Eligibility Criteria
Ages Eligible for Study
16 years to 73 years (Adult, Older Adult)
Accepts Healthy Volunteers
No
Genders Eligible for Study
All
Description
Inclusion Criteria:
- Aged 18-75 years inclusive;
- Diagnosis of acute SCI;
- Injury is less than 24 hours old;
- ISNCSCI Impairment Scale Grade "A," "B" or "C" based upon first ISNCSCI evaluation after arrival to the hospital;
- Neurological level of injury between C4-C8 based upon first ISNCSCI evaluation after arrival to the hospital;
- Women of childbearing potential must have a negative serum β-hCG pregnancy test or a negative urine pregnancy test;
- Patient is willing to participate in the study;
- Informed consent document signed by patient or witnessed informed consent document;
- No contraindications for study treatment(s);
- Able to cooperate in the completion of a standardized neurological examination by ISNCSCI standards (includes patients who are on a ventilator).
Exclusion Criteria:
- Injury arising from penetrating mechanism;
- Significant concomitant head injury defined by a Glasgow Coma Scale (GCS) score < 14 with a clinically significant abnormality on a head CT (head CT required only for patients suspected to have a brain injury at the discretion of the investigator);
- Pre-existing neurologic or mental disorder which would preclude accurate evaluation and follow-up (i.e. Alzheimer's disease, Parkinson's disease, unstable psychiatric disorder with- hallucinations and/or delusions or schizophrenia);
- Prior history of SCI;
- Recent history (less than 1 year) of chemical substance dependency or significant psychosocial disturbance that may impact the outcome or study participation, in the opinion of the investigator;
- Is a prisoner;
- Participation in another clinical trial within the past 30 days;
- Acquired immune deficiency syndrome (AIDS) or AIDS-related complex;
- Active malignancy or history of invasive malignancy within the last five years, with the exception of superficial basal cell carcinoma or squamous cell carcinoma of the skin that has been definitely treated. Patients with carcinoma in situ of the uterine cervix treated definitely more than 1 year prior to enrollment may enter the study.
Study Plan
This section provides details of the study plan, including how the study is designed and what the study is measuring.
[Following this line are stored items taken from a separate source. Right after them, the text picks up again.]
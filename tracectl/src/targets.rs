// SPDX-License-Identifier: Apache-2.0
// Copyright Open Network Fabric Authors

//! Link-time registry of the log targets declared across the harness crates

use crate::LevelFilter;
use linkme::distributed_slice;

/// A log target as declared by one of the registration macros.
pub struct STarget {
    pub(crate) target: &'static str,
    pub(crate) name: &'static str,
    pub(crate) level: LevelFilter,
    pub(crate) tags: &'static [&'static str],
    pub(crate) custom: bool,
}

impl STarget {
    #[must_use]
    pub const fn new(
        target: &'static str,
        name: &'static str,
        level: LevelFilter,
        tags: &'static [&'static str],
        custom: bool,
    ) -> Self {
        Self {
            target,
            name,
            level,
            tags,
            custom,
        }
    }
}

#[distributed_slice]
pub static TRACING_TARGETS: [STarget];

#[macro_export]
#[doc(hidden)]
macro_rules! trace_target_deps {
    () => {
        use linkme::distributed_slice;
        use $crate::LevelFilter;
        use $crate::targets::{STarget, TRACING_TARGETS};
    };
}

/// Declare the calling module as a log target with a short name, a default
/// level and a set of tags.
///
/// The expansion lives in its own const scope so the macro can be invoked
/// several times in a crate without clashing static names.
#[macro_export]
macro_rules! trace_target {
    ($name:expr, $level:expr, $tags:expr) => {
        const _: () = {
            use $crate::trace_target_deps;
            trace_target_deps!();

            #[distributed_slice(TRACING_TARGETS)]
            static TRACE_TGT: STarget = STarget::new(module_path!(), $name, $level, $tags, false);
        };
    };
}

/// Declare a log target by explicit name (e.g. a dependency's target).
#[macro_export]
macro_rules! custom_target {
    ($target:expr, $level:expr, $tags:expr) => {
        const _: () = {
            use $crate::trace_target_deps;
            trace_target_deps!();

            #[distributed_slice(TRACING_TARGETS)]
            static TRACE_TGT: STarget = STarget::new($target, $target, $level, $tags, true);
        };
    };
}
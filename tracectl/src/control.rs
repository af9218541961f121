// SPDX-License-Identifier: Apache-2.0
// Copyright Open Network Fabric Authors

//! Runtime control of log levels.

use ordermap::OrderMap;
use std::collections::HashSet;
use std::str::FromStr;
use std::sync::{Mutex, MutexGuard, OnceLock, PoisonError};
#[allow(unused)]
use tracing::{debug, error, info, warn};
use tracing_subscriber::{EnvFilter, Registry, filter::LevelFilter, prelude::*, reload};

use crate::{display::TargetCfgDbByTag, targets::TRACING_TARGETS, trace_target};

trace_target!("tracectl", LevelFilter::INFO, &[]);

/// Errors in a `tag=level` configuration string.
#[derive(Debug, thiserror::Error, PartialEq, Eq)]
pub enum LogConfigError {
    #[error("invalid syntax '{0}': expected tag=level")]
    MissingLevel(String),
    #[error("invalid level '{level}' for '{tag}'")]
    BadLevel { tag: String, level: String },
}

#[derive(Debug, Clone)]
pub struct TargetCfg {
    pub(crate) target: &'static str,
    pub(crate) name: &'static str,
    pub(crate) level: LevelFilter,
    pub(crate) tags: Vec<&'static str>,
    pub(crate) custom: bool,
}

impl TargetCfg {
    fn new(
        target: &'static str,
        name: &'static str,
        level: LevelFilter,
        tags: &'static [&'static str],
        custom: bool,
    ) -> Self {
        // a target can always be addressed by its name
        let mut tags = tags.to_vec();
        if !tags.contains(&name) {
            tags.push(name);
        }
        Self {
            target,
            name,
            level,
            tags,
            custom,
        }
    }
    /// The tracing target (module path for non-custom targets)
    #[must_use]
    pub fn target(&self) -> &'static str {
        self.target
    }
    /// The current level of the target
    #[must_use]
    pub fn level(&self) -> LevelFilter {
        self.level
    }
    /// Tells if the target was declared with an explicit name
    #[must_use]
    pub fn is_custom(&self) -> bool {
        self.custom
    }
}

#[derive(Debug, Clone)]
pub struct Tag {
    pub(crate) tag: &'static str,
    pub(crate) targets: HashSet<&'static str>,
}

impl Tag {
    fn new(tag: &'static str, target: &'static str) -> Self {
        Self {
            tag,
            targets: HashSet::from([target]),
        }
    }
}

#[derive(Debug)]
pub(crate) struct TargetCfgDb {
    pub(crate) level: LevelFilter,
    pub(crate) targets: OrderMap<&'static str, TargetCfg>,
    pub(crate) tags: OrderMap<&'static str, Tag>,
}

impl TargetCfgDb {
    fn new(level: LevelFilter) -> Self {
        let mut db = Self {
            level,
            targets: OrderMap::new(),
            tags: OrderMap::new(),
        };
        for target in TRACING_TARGETS {
            db.register(
                target.target,
                target.name,
                target.level,
                target.tags,
                target.custom,
            );
        }
        db
    }
    fn register(
        &mut self,
        target: &'static str,
        name: &'static str,
        level: LevelFilter,
        tags: &'static [&'static str],
        custom: bool,
    ) {
        let tconfig = TargetCfg::new(target, name, level, tags, custom);
        let tags = tconfig.tags.clone();
        if let Some(exist) = self.targets.insert(target, tconfig) {
            warn!("Log target {} declared more than once", exist.target);
        }
        for tag in tags {
            self.tags
                .entry(tag)
                .and_modify(|t| {
                    t.targets.insert(target);
                })
                .or_insert_with(|| Tag::new(tag, target));
        }
    }
    fn env_filter(&self) -> EnvFilter {
        let mut f = EnvFilter::new(self.level.to_string());
        for target in self.targets.values() {
            match format!("{}={}", target.target, target.level).parse() {
                Ok(directive) => f = f.add_directive(directive),
                Err(e) => warn!("Skipping log target {}: {e}", target.target),
            }
        }
        f
    }
    fn as_config_string(&self) -> String {
        let mut out = format!("default={}", self.level);
        for target in self.targets.values() {
            out += format!(",{}={}", target.name, target.level).as_str();
        }
        out
    }
    fn tag_targets_mut(&mut self, tag: &str) -> impl Iterator<Item = &mut TargetCfg> {
        let members = self.tags.get(tag).map(|t| t.targets.clone()).unwrap_or_default();
        self.targets
            .values_mut()
            .filter(move |target| members.contains(target.target))
    }
    pub(crate) fn tag_targets(&self, tag: &str) -> impl Iterator<Item = &TargetCfg> {
        let members = self.tags.get(tag).map(|t| &t.targets);
        self.targets
            .values()
            .filter(move |target| members.is_some_and(|m| m.contains(target.target)))
    }
}

/// Owner of the log subscriber and of the per-target level database.
#[derive(Debug)]
pub struct TracingControl {
    db: Mutex<TargetCfgDb>,
    reload_filter: reload::Handle<EnvFilter, Registry>,
}

impl TracingControl {
    fn new() -> Self {
        let db = TargetCfgDb::new(LevelFilter::INFO);
        let (filter, reload_filter) = reload::Layer::new(db.env_filter());

        // verification traces go to stderr so stdout stays usable for reports
        let fmt_layer = tracing_subscriber::fmt::layer()
            .with_writer(std::io::stderr)
            .with_target(true)
            .with_line_number(false)
            .with_thread_names(false)
            .with_level(true);

        if let Err(e) = tracing_subscriber::registry()
            .with(filter)
            .with(fmt_layer)
            .try_init()
        {
            // tests may race to install a subscriber; keep the first one
            eprintln!("log subscriber already installed: {e}");
        }

        Self {
            db: Mutex::new(db),
            reload_filter,
        }
    }
    fn lock(&self) -> MutexGuard<'_, TargetCfgDb> {
        self.db.lock().unwrap_or_else(PoisonError::into_inner)
    }
    fn reload(&self, db: &TargetCfgDb) {
        if let Err(e) = self.reload_filter.reload(db.env_filter()) {
            error!("Failed to reload log filter: {e}");
        }
    }
    #[cfg(test)]
    pub(crate) fn register(
        &self,
        target: &'static str,
        name: &'static str,
        level: LevelFilter,
        tags: &'static [&'static str],
        custom: bool,
    ) {
        let mut db = self.lock();
        db.register(target, name, level, tags, custom);
        self.reload(&db);
    }
}

static TRACING_CTL: OnceLock<TracingControl> = OnceLock::new();

/// Get the process-wide [`TracingControl`], installing the subscriber on first use
pub fn get_trace_ctl() -> &'static TracingControl {
    TRACING_CTL.get_or_init(TracingControl::new)
}

impl TracingControl {
    pub fn init() {
        get_trace_ctl();
    }
    pub fn set_tag_level(&self, tag: &str, level: LevelFilter) {
        let mut db = self.lock();
        let mut changed = 0;
        for target in db.tag_targets_mut(tag) {
            if target.level != level {
                target.level = level;
                changed += 1;
            }
        }
        if changed > 0 {
            self.reload(&db);
        }
        debug!("Log level for tag '{tag}' set to {level} ({changed} targets changed)");
    }
    pub fn set_level_all(&self, level: LevelFilter) {
        let mut db = self.lock();
        for target in db.targets.values_mut() {
            target.level = level;
        }
        self.reload(&db);
    }
    pub fn set_default_level(&self, level: LevelFilter) {
        let mut db = self.lock();
        if db.level != level {
            db.level = level;
            self.reload(&db);
        }
    }
    #[must_use]
    pub fn default_level(&self) -> LevelFilter {
        self.lock().level
    }

    /// Parse comma-separated `tag=level` items, where level is one of
    /// off, error, warn, info, debug, trace.
    fn parse_config(input: &str) -> Result<OrderMap<String, LevelFilter>, LogConfigError> {
        let mut result = OrderMap::new();
        for item in input.split(',').map(str::trim).filter(|i| !i.is_empty()) {
            let Some((tag, level)) = item.split_once('=') else {
                return Err(LogConfigError::MissingLevel(item.to_string()));
            };
            let level =
                LevelFilter::from_str(level.trim()).map_err(|_| LogConfigError::BadLevel {
                    tag: tag.trim().to_string(),
                    level: level.trim().to_string(),
                })?;
            result.insert(tag.trim().to_string(), level);
        }
        Ok(result)
    }

    /// Apply a `tag=level,...` configuration string.
    ///
    /// `default=` sets the level of untargeted events and `all=` sets every
    /// registered target; other items address tags and are applied last, so
    /// `default=error,all=info,filter=debug` behaves as expected.
    ///
    /// # Errors
    ///
    /// Returns a [`LogConfigError`] if the string is malformed; nothing is
    /// applied in that case.
    pub fn setup_from_string(&self, input: &str) -> Result<(), LogConfigError> {
        let config = Self::parse_config(input)?;
        if let Some(level) = config.get("default") {
            self.set_default_level(*level);
        }
        if let Some(level) = config.get("all") {
            self.set_level_all(*level);
        }
        for (tag, level) in config.iter().filter(|(t, _)| *t != "default" && *t != "all") {
            self.set_tag_level(tag, *level);
        }
        Ok(())
    }

    pub fn get_tag(&self, tag: &str) -> Option<Tag> {
        self.lock().tags.get(tag).cloned()
    }
    pub fn get_target(&self, target: &str) -> Option<TargetCfg> {
        self.lock().targets.get(target).cloned()
    }
    pub fn get_targets_by_tag(&self, tag: &str) -> Vec<TargetCfg> {
        self.lock().tag_targets(tag).cloned().collect()
    }
    pub fn dump_targets_by_tag(&self) {
        let db = self.lock();
        info!("{}", TargetCfgDbByTag(&db));
    }
    pub fn dump(&self) {
        let db = self.lock();
        info!("{db}");
    }
    #[must_use]
    pub fn as_config_string(&self) -> String {
        self.lock().as_config_string()
    }
}

#[cfg(test)]
mod tests {
    use crate::control::{LogConfigError, TracingControl, get_trace_ctl};
    use crate::targets::TRACING_TARGETS;
    use crate::{LevelFilter, custom_target, trace_target};
    use serial_test::serial;

    #[test]
    #[serial]
    fn test_static_targets_are_collected() {
        trace_target!("tracectl-test", LevelFilter::ERROR, &[]);
        custom_target!("late-target", LevelFilter::OFF, &["late"]);

        let static_targets: Vec<&str> = TRACING_TARGETS.iter().map(|c| c.target).collect();
        assert!(static_targets.contains(&"late-target"));
        assert!(static_targets.contains(&"thread_cert_tracectl::control"));

        let tctl = get_trace_ctl();
        assert!(tctl.get_target("late-target").is_some());
        assert!(tctl.get_tag("late").is_some());
    }

    #[test]
    #[serial]
    fn test_change_tag_level() {
        const TAG: &str = "common-tag";
        custom_target!("t1", LevelFilter::DEBUG, &[TAG]);
        custom_target!("t2", LevelFilter::ERROR, &[TAG]);

        let tctl = get_trace_ctl();
        assert_eq!(tctl.get_targets_by_tag(TAG).len(), 2);
        tctl.set_tag_level(TAG, LevelFilter::WARN);
        assert_eq!(tctl.get_target("t1").unwrap().level(), LevelFilter::WARN);
        assert_eq!(tctl.get_target("t2").unwrap().level(), LevelFilter::WARN);
    }

    #[test]
    #[serial]
    fn test_runtime_registration() {
        let tctl = get_trace_ctl();
        tctl.register("runtime-target", "runtime", LevelFilter::TRACE, &[], true);
        let target = tctl.get_target("runtime-target").unwrap();
        assert!(target.is_custom());
        assert_eq!(target.level(), LevelFilter::TRACE);
        assert!(tctl.as_config_string().contains("runtime=trace"));
    }

    #[test]
    #[serial]
    fn test_setup_from_string() {
        custom_target!("target-4", LevelFilter::INFO, &[]);
        TracingControl::init();
        let tctl = get_trace_ctl();

        tctl.setup_from_string("default=warn, target-4=error").unwrap();
        assert_eq!(tctl.default_level(), LevelFilter::WARN);
        assert_eq!(tctl.get_target("target-4").unwrap().level(), LevelFilter::ERROR);

        assert_eq!(
            tctl.setup_from_string("target-4=bad"),
            Err(LogConfigError::BadLevel {
                tag: "target-4".to_string(),
                level: "bad".to_string()
            })
        );
        assert_eq!(
            tctl.setup_from_string("target-4=error, foo"),
            Err(LogConfigError::MissingLevel("foo".to_string()))
        );
        tctl.set_default_level(LevelFilter::INFO);
    }
}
How is the study designed?
Design Details
- Primary Purpose: Treatment
- Allocation: Randomized
- Interventional Model: Parallel Assignment
- Masking: None (Open Label)
Arms and Interventions
Participant Group / Arm |
Intervention / Treatment |
---|---|
Experimental: CSFD with elevation of MAP
Subjects will receive CSFD and elevation of MAP.
Treatments will be 120 hours (5 days) from time treatment is initiated (time 0), and within 24 hours of time of injury.
Initiation of CSFD will occur after decompression (during surgery) with a target ITP of 10 mmHg.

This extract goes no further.